Tennis: Bereitet sich schon auf die Karriere nach dem Tennis vor: Andrea Petkovic.

Bereitet sich schon auf die Karriere nach dem Tennis vor: Andrea Petkovic.

(Foto: AFP)
  • Bei diesen French Open ist Andrea Petkovic die einzige Deutsche in Runde drei.
  • Neben dem Tennis kümmert sie sich um weitere Standbeine.
  • Der SZ bestätigt die 31-Jährige, dass sie eventuell schon dieses Jahr ins Fernsehen als Sportmoderatorin einsteigt.

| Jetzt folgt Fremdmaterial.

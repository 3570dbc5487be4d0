//! Presence: who else is in the room, and how they are shown.
//!
//! Every session picks a display identity (two capitalized words plus a
//! palette color) and publishes it as the `user` field of its awareness
//! state. Remote awareness states are tracked per peer in a
//! [`PresenceRoom`].
//!
//! ```text
//! identity(seed) ──► {"user": {name, background, foreground}}
//!                              │  Awareness message
//!                              ▼
//!                     PresenceRoom (remote peers)
//! ```

use std::collections::HashMap;

use serde::{Deserialize, Serialize};
use serde_json::{json, Map, Value};
use uuid::Uuid;

use scribe_core::THEMES;

use crate::protocol::{MessageType, SyncMessage};

const ADJECTIVES: &[&str] = &[
    "able", "amber", "brave", "bright", "calm", "clever", "curious", "daring", "eager", "gentle",
    "golden", "happy", "honest", "jolly", "kind", "lively", "lucky", "mellow", "merry", "nimble",
    "proud", "quiet", "rapid", "silent", "swift", "tidy", "vivid", "witty", "young", "zealous",
];

const ANIMALS: &[&str] = &[
    "badger", "beaver", "bison", "crane", "dolphin", "eagle", "falcon", "ferret", "gecko",
    "heron", "ibis", "jackal", "koala", "lemur", "lynx", "marmot", "newt", "ocelot", "otter",
    "panda", "puffin", "quail", "raven", "salmon", "tapir", "toucan", "viper", "walrus", "yak",
    "zebra",
];

/// How a peer is shown to the others.
#[derive(Debug, Clone, PartialEq, Eq, Serialize, Deserialize)]
pub struct PresenceIdentity {
    pub name: String,
    pub background: String,
    pub foreground: String,
}

impl PresenceIdentity {
    /// Awareness `user` field value.
    pub fn to_value(&self) -> Value {
        json!({
            "name": self.name,
            "background": self.background,
            "foreground": self.foreground,
        })
    }
}

fn capitalize(word: &str) -> String {
    let mut chars = word.chars();
    match chars.next() {
        Some(first) => first.to_uppercase().chain(chars).collect(),
        None => String::new(),
    }
}

/// Derive a display identity from `seed`. Pure: the same seed always
/// yields the same name and color.
pub fn identity(seed: u128) -> PresenceIdentity {
    let adjective = ADJECTIVES[(seed % ADJECTIVES.len() as u128) as usize];
    let animal = ANIMALS[((seed >> 32) % ANIMALS.len() as u128) as usize];
    let theme = &THEMES[((seed >> 64) % THEMES.len() as u128) as usize];
    PresenceIdentity {
        name: format!("{} {}", capitalize(adjective), capitalize(animal)),
        background: theme.primary_background.to_string(),
        foreground: theme.primary_foreground.to_string(),
    }
}

/// A fresh random identity for a new session.
pub fn random_identity() -> PresenceIdentity {
    identity(Uuid::new_v4().as_u128())
}

// ─── Room state ─────────────────────────────────────────────────────

/// Awareness states of one room: ours plus every remote peer's.
#[derive(Debug, Clone)]
pub struct PresenceRoom {
    local_peer: Uuid,
    local_state: Map<String, Value>,
    peers: HashMap<Uuid, Value>,
}

impl PresenceRoom {
    pub fn new(local_peer: Uuid) -> Self {
        Self {
            local_peer,
            local_state: Map::new(),
            peers: HashMap::new(),
        }
    }

    /// Set one field of the local awareness state; returns the full state.
    pub fn set_local_field(&mut self, field: &str, value: Value) -> Value {
        self.local_state.insert(field.to_string(), value);
        Value::Object(self.local_state.clone())
    }

    pub fn local_state(&self) -> Value {
        Value::Object(self.local_state.clone())
    }

    /// Track a remote peer's state from an incoming message.
    pub fn handle_message(&mut self, msg: &SyncMessage) {
        if msg.peer_id == self.local_peer {
            return;
        }
        match msg.msg_type {
            MessageType::Awareness => match msg.awareness_state() {
                Ok(state) => {
                    self.peers.insert(msg.peer_id, state);
                }
                Err(e) => log::warn!("Dropping malformed awareness from {}: {e}", msg.peer_id),
            },
            MessageType::PeerLeft => {
                self.peers.remove(&msg.peer_id);
            }
            _ => {}
        }
    }

    pub fn set_remote(&mut self, peer: Uuid, state: Value) {
        if peer != self.local_peer {
            self.peers.insert(peer, state);
        }
    }

    pub fn remove_remote(&mut self, peer: &Uuid) {
        self.peers.remove(peer);
    }

    /// Forget every remote peer, e.g. after the connection dropped.
    pub fn clear_remote(&mut self) {
        self.peers.clear();
    }

    pub fn remote_states(&self) -> Vec<Value> {
        self.peers.values().cloned().collect()
    }

    pub fn peer_count(&self) -> usize {
        self.peers.len()
    }
}
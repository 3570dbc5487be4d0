//! Document controller: owns the editor state and every transition on it.
//!
//! ```text
//!   init / commands ──► Controller ──► ControllerState (read by the UI)
//!                        │    │   │
//!        FileSource ◄────┘    │   └────► PersistenceGateway ──► DurableStore
//!                             ▼
//!                      CollabSession ◄──► SyncProvider (hub / relay)
//! ```
//!
//! Transitions take `&mut self`, so two of them never interleave. The
//! few that read a file suspend before touching any state and either
//! commit completely or route the failure to `state.error`.

use std::future::Future;
use std::sync::Arc;

use scribe_collab::{CollabSession, DurableStore, Replica, SessionEvent, SyncProvider};
use scribe_core::markdown::{self, Schema};
use scribe_core::{
    Config, ConfigPatch, DocumentSnapshot, EditorText, Node, ServiceError, SnapshotId,
    SnapshotStore, Timestamp,
};
use uuid::Uuid;

use crate::files::FileSource;
use crate::host::{HostTheme, Route};
use crate::options::{Collaborators, EditorOptions};
use crate::persisted::{PersistedCollab, PersistedState, STATE_KEY};
use crate::persistence::{PersistenceGateway, SaveRecord};
use crate::state::{CollabState, ControllerState, LoadingPhase, StartupArgs};

/// Editor shortcuts routed to the controller.
#[derive(Debug, Clone, Copy, PartialEq, Eq)]
pub enum KeyCommand {
    New,
    Discard,
    Fullscreen,
}

pub struct Controller {
    state: ControllerState,
    store: Arc<dyn DurableStore>,
    files: Arc<dyn FileSource>,
    provider: Arc<dyn SyncProvider>,
    route: Box<dyn Route>,
    theme: Box<dyn HostTheme>,
    gateway: PersistenceGateway,
}
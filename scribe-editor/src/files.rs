//! File collaborator: reading and writing markdown files.

use std::collections::HashMap;
use std::sync::{Arc, Mutex};

use futures_util::future::BoxFuture;
use scribe_core::{ServiceError, Timestamp};

/// Source of markdown files. Any failure is reported as
/// `FilePermissionDenied` carrying the path.
pub trait FileSource: Send + Sync {
    /// File content and its modification time.
    fn read<'a>(&'a self, path: &'a str) -> BoxFuture<'a, Result<(String, Timestamp), ServiceError>>;

    fn write<'a>(&'a self, path: &'a str, content: &'a str) -> BoxFuture<'a, Result<(), ServiceError>>;
}

/// The local filesystem, through `tokio::fs`.
#[derive(Debug, Clone, Copy, Default)]
pub struct LocalFiles;

impl FileSource for LocalFiles {
    fn read<'a>(&'a self, path: &'a str) -> BoxFuture<'a, Result<(String, Timestamp), ServiceError>> {
        Box::pin(async move {
            let content = tokio::fs::read_to_string(path)
                .await
                .map_err(|e| ServiceError::permission_denied(path, e))?;
            let modified = tokio::fs::metadata(path)
                .await
                .and_then(|meta| meta.modified())
                .map(Timestamp::from_system_time)
                .map_err(|e| ServiceError::permission_denied(path, e))?;
            Ok((content, modified))
        })
    }

    fn write<'a>(&'a self, path: &'a str, content: &'a str) -> BoxFuture<'a, Result<(), ServiceError>> {
        Box::pin(async move {
            tokio::fs::write(path, content)
                .await
                .map_err(|e| ServiceError::permission_denied(path, e))
        })
    }
}

/// In-memory files. Clones share the same contents.
#[derive(Debug, Clone, Default)]
pub struct MemoryFiles {
    files: Arc<Mutex<HashMap<String, (String, Timestamp)>>>,
}

impl MemoryFiles {
    pub fn new() -> Self {
        Self::default()
    }

    pub fn with_file(self, path: &str, content: &str) -> Self {
        if let Ok(mut files) = self.files.lock() {
            files.insert(path.to_string(), (content.to_string(), Timestamp::now()));
        }
        self
    }

    pub fn contents(&self, path: &str) -> Option<String> {
        let files = self.files.lock().ok()?;
        files.get(path).map(|(content, _)| content.clone())
    }
}

impl FileSource for MemoryFiles {
    fn read<'a>(&'a self, path: &'a str) -> BoxFuture<'a, Result<(String, Timestamp), ServiceError>> {
        Box::pin(async move {
            let files = self
                .files
                .lock()
                .map_err(|_| ServiceError::permission_denied(path, "file table poisoned"))?;
            files
                .get(path)
                .cloned()
                .ok_or_else(|| ServiceError::permission_denied(path, "no such file"))
        })
    }

    fn write<'a>(&'a self, path: &'a str, content: &'a str) -> BoxFuture<'a, Result<(), ServiceError>> {
        Box::pin(async move {
            let mut files = self
                .files
                .lock()
                .map_err(|_| ServiceError::permission_denied(path, "file table poisoned"))?;
            files.insert(path.to_string(), (content.to_string(), Timestamp::now()));
            Ok(())
        })
    }
}
async fn handle_connection(
    stream: TcpStream,
    addr: SocketAddr,
    shared: Shared,
) -> Result<(), BoxError> {
    let ws_stream = tokio_tungstenite::accept_async(stream).await?;
    let (mut ws_sender, mut ws_receiver) = ws_stream.split();

    log::info!("WebSocket connection established from {addr}");
    {
        let mut s = shared.stats.write().await;
        s.total_connections += 1;
        s.active_connections += 1;
    }

    let mut membership: Option<Membership> = None;
    let mut broadcast_rx: Option<broadcast::Receiver<Arc<Vec<u8>>>> = None;

    let result: Result<(), BoxError> = async {
        loop {
            tokio::select! {
                msg = ws_receiver.next() => {
                    let data = match msg {
                        Some(Ok(Message::Binary(data))) => data,
                        Some(Ok(Message::Ping(data))) => {
                            ws_sender.send(Message::Pong(data)).await?;
                            continue;
                        }
                        Some(Ok(Message::Close(_))) | None => {
                            log::info!("Connection closed from {addr}");
                            break;
                        }
                        Some(Err(e)) => {
                            log::warn!("WebSocket error from {addr}: {e}");
                            break;
                        }
                        _ => continue,
                    };

                    let bytes: Vec<u8> = data.into();
                    {
                        let mut s = shared.stats.write().await;
                        s.total_messages += 1;
                        s.total_bytes += bytes.len() as u64;
                    }
                    let sync_msg = match SyncMessage::decode(&bytes) {
                        Ok(m) => m,
                        Err(e) => {
                            log::warn!("Failed to decode message from {addr}: {e}");
                            continue;
                        }
                    };

                    if sync_msg.msg_type == MessageType::PeerJoined && membership.is_none() {
                        let (joined, rx, replies) = join_room(&shared, &sync_msg).await?;
                        for reply in replies {
                            ws_sender.send(Message::Binary(reply.into())).await?;
                        }
                        membership = Some(joined);
                        broadcast_rx = Some(rx);
                        continue;
                    }

                    let Some(member) = &membership else {
                        log::debug!("Ignoring {:?} before join from {addr}", sync_msg.msg_type);
                        continue;
                    };
                    if let Some(reply) = handle_message(member, sync_msg, bytes).await? {
                        ws_sender.send(Message::Binary(reply.into())).await?;
                    }
                }

                msg = async {
                    match broadcast_rx.as_mut() {
                        Some(rx) => rx.recv().await,
                        None => std::future::pending().await,
                    }
                } => {
                    match msg {
                        Ok(data) => {
                            let own = membership.as_ref().is_some_and(|m| {
                                SyncMessage::decode(&data).is_ok_and(|s| s.peer_id == m.peer_id)
                            });
                            if !own {
                                ws_sender.send(Message::Binary(data.to_vec().into())).await?;
                            }
                        }
                        Err(broadcast::error::RecvError::Lagged(n)) => {
                            log::warn!("Peer from {addr} lagged by {n} messages");
                        }
                        Err(_) => break,
                    }
                }
            }
        }
        Ok(())
    }
    .await;

    if let Some(member) = membership {
        leave_room(&shared, member).await;
    }
    shared.stats.write().await.active_connections -= 1;

    result
}

/// Register the peer in its room. Returns the membership, the broadcast
/// receiver and the messages to send straight back to the joiner.
async fn join_room(
    shared: &Shared,
    msg: &SyncMessage,
) -> Result<(Membership, broadcast::Receiver<Arc<Vec<u8>>>, Vec<Vec<u8>>), BoxError> {
    let (replica, group, room_count) = {
        let mut rooms = shared.rooms.write().await;
        if !rooms.contains_key(&msg.room) {
            let room = RelayRoom::new(shared.capacity);
            if let Some(store) = &shared.store {
                match store.load_room(&msg.room) {
                    Ok(Some(snapshot)) => match room.replica.apply_remote(&snapshot) {
                        Ok(()) => log::info!("Loaded persisted snapshot for room {}", msg.room),
                        Err(e) => log::warn!("Unreadable snapshot for room {}: {e}", msg.room),
                    },
                    Ok(None) => {}
                    Err(e) => log::error!("Failed to load room {}: {e}", msg.room),
                }
            }
            rooms.insert(msg.room.clone(), room);
        }
        let room = rooms
            .get(&msg.room)
            .ok_or_else(|| CollabError::Connection(format!("room {} vanished", msg.room)))?;
        (room.replica.clone(), room.broadcast.clone(), rooms.len())
    };

    let rx = group.add_peer(msg.peer_id).await;
    shared.stats.write().await.active_rooms = room_count;

    // Ask the joiner for whatever it has that we don't, and replay the
    // presence of everyone already in the room.
    let mut replies = vec![SyncMessage::sync_step1(Uuid::nil(), &msg.room, replica.state_vector()).encode()?];
    for awareness in group.awareness_except(&msg.peer_id).await {
        replies.push(awareness.to_vec());
    }

    group.broadcast(&SyncMessage::peer_joined(msg.peer_id, &msg.room))?;
    log::info!("Peer {} joined room {}", msg.peer_id, msg.room);

    Ok((
        Membership {
            peer_id: msg.peer_id,
            room: msg.room.clone(),
            replica,
            broadcast: group,
        },
        rx,
        replies,
    ))
}

/// Handle one message from a joined peer; may produce a direct reply.
async fn handle_message(
    member: &Membership,
    msg: SyncMessage,
    raw: Vec<u8>,
) -> Result<Option<Vec<u8>>, BoxError> {
    match msg.msg_type {
        MessageType::SyncStep1 => {
            let reply = match member.replica.diff_since(&msg.payload) {
                Ok(diff) => SyncMessage::sync_step2(Uuid::nil(), &member.room, diff),
                Err(e) => {
                    log::warn!("Bad state vector from {}: {e}", member.peer_id);
                    return Ok(None);
                }
            };
            Ok(Some(reply.encode()?))
        }

        MessageType::SyncStep2 | MessageType::Update => {
            if let Err(e) = member.replica.apply_remote(&msg.payload) {
                log::warn!("Dropping undecodable update from {}: {e}", member.peer_id);
                return Ok(None);
            }
            // Handshake answers reach the others as ordinary updates.
            member.broadcast.broadcast(&SyncMessage::update(
                member.peer_id,
                &member.room,
                msg.payload,
            ))?;
            Ok(None)
        }

        MessageType::Awareness => {
            let encoded = Arc::new(raw);
            member
                .broadcast
                .record_awareness(member.peer_id, encoded.clone())
                .await;
            member.broadcast.broadcast_raw(encoded);
            Ok(None)
        }

        MessageType::Ping => Ok(Some(SyncMessage::pong(member.peer_id).encode()?)),

        other => {
            log::debug!("Unhandled message type: {other:?}");
            Ok(None)
        }
    }
}

async fn leave_room(shared: &Shared, member: Membership) {
    let mut rooms = shared.rooms.write().await;
    member.broadcast.remove_peer(&member.peer_id).await;
    if let Err(e) = member
        .broadcast
        .broadcast(&SyncMessage::peer_left(member.peer_id, &member.room))
    {
        log::warn!("Failed to announce departure of {}: {e}", member.peer_id);
    }
    log::info!("Peer {} left room {}", member.peer_id, member.room);

    if member.broadcast.peer_count().await == 0 {
        if let Some(store) = &shared.store {
            match store.save_room(&member.room, &member.replica.encode_state()) {
                Ok(()) => {
                    shared.stats.write().await.persisted_snapshots += 1;
                    log::info!("Persisted snapshot for room {} (room closing)", member.room);
                }
                Err(e) => log::error!("Failed to persist room {}: {e}", member.room),
            }
        }
        rooms.remove(&member.room);
        log::info!("Room {} removed (empty)", member.room);
    }
    shared.stats.write().await.active_rooms = rooms.len();
}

Von Gerald Kleffmann, Paris

Andrea Petkovic gab im Verlauf dieser French Open bislang zwei Pressekonferenzen, fürs Erste lässt sich festhalten, zu welchen Themen sie noch nicht befragt wurde: Urlaubspläne, Anlagetipps und wie sie Robert Habeck findet. Ansonsten wurde Petkovic um sehr viel gebeten, etwa darum, "Philosophisches" über Sandplätze zu sagen, die Größten ihres Sports zu benennen, zu schildern, wie sie Entscheidungen treffe, welchen Einfluss ein Besuch in Woodstock auf ihre literarischen Ergüsse hatte, ob Serena Williams ein Symbol für soziale Bewegungen sei und, auch dies, warum sie sich einen Knoten ins Tennishemd gemacht habe. "Ich trainiere nicht sechs Stunden am Tag und sehe blendend aus für mein Alter", sagte sie da ohne Zögern, "um dann bei einem Grand Slam wie ein Kasten auszusehen."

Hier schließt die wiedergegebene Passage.